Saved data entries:
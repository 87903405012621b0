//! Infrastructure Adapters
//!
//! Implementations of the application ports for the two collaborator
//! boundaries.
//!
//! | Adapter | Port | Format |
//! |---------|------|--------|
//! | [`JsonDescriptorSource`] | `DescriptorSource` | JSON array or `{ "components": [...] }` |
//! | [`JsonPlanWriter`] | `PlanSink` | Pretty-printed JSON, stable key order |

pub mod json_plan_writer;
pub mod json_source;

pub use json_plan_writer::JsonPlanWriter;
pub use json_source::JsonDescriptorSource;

==

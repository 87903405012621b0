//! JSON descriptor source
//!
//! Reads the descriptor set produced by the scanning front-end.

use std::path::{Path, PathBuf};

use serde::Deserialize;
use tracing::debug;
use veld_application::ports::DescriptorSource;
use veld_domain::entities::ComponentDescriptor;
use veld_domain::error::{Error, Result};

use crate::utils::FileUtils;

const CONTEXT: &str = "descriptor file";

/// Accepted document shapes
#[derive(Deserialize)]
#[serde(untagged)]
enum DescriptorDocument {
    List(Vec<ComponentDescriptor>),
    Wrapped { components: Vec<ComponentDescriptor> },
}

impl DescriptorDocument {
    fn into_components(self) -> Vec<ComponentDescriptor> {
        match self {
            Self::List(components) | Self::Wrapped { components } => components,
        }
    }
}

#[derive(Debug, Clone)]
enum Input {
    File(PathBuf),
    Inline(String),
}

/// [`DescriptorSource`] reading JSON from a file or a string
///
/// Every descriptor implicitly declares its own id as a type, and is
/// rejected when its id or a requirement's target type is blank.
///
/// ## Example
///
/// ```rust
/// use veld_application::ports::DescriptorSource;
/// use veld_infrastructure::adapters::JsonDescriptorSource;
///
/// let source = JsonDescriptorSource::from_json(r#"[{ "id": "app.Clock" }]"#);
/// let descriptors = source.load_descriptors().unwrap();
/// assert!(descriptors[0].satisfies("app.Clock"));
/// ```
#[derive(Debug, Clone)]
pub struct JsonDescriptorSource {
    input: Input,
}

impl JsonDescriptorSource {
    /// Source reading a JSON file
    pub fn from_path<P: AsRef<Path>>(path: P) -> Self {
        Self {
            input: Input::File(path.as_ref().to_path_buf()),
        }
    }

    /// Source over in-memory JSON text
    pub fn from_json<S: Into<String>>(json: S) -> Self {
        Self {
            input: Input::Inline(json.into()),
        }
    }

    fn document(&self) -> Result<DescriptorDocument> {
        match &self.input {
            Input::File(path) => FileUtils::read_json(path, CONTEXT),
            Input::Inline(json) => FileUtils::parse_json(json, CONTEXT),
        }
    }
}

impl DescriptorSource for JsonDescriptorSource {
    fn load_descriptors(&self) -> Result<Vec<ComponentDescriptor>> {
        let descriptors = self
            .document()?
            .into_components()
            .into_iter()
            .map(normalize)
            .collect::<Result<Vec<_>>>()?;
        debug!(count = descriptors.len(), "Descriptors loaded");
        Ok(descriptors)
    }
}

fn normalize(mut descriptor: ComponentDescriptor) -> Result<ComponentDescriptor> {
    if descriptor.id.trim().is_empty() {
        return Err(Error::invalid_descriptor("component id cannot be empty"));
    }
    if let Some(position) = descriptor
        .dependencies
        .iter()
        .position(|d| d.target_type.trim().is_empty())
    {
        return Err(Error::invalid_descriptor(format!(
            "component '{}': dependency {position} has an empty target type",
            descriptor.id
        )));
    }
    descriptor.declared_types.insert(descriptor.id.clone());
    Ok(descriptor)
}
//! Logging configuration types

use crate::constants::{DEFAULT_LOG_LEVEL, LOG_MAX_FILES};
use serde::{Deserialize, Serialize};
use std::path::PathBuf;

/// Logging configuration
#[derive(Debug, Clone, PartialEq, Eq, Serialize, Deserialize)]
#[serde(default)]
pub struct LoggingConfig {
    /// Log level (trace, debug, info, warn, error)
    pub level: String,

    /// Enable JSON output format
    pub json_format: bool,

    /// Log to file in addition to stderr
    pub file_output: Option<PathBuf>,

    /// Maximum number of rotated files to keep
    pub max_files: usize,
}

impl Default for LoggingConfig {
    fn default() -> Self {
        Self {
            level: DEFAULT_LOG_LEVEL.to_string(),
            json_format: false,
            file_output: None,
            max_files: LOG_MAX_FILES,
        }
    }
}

Instructions for the task:
Please return the lines above that run from the line containing "#[derive(Debug, Clone, PartialEq, Eq, Serialize, Deserialize)]" to the line containing "addition to stderr", inclusive, exactly and with no other lines.

Problem solution:
#[derive(Debug, Clone, PartialEq, Eq, Serialize, Deserialize)]
#[serde(default)]
pub struct LoggingConfig {
    /// Log level (trace, debug, info, warn, error)
    pub level: String,

    /// Enable JSON output format
    pub json_format: bool,

    /// Log to file in addition to stderr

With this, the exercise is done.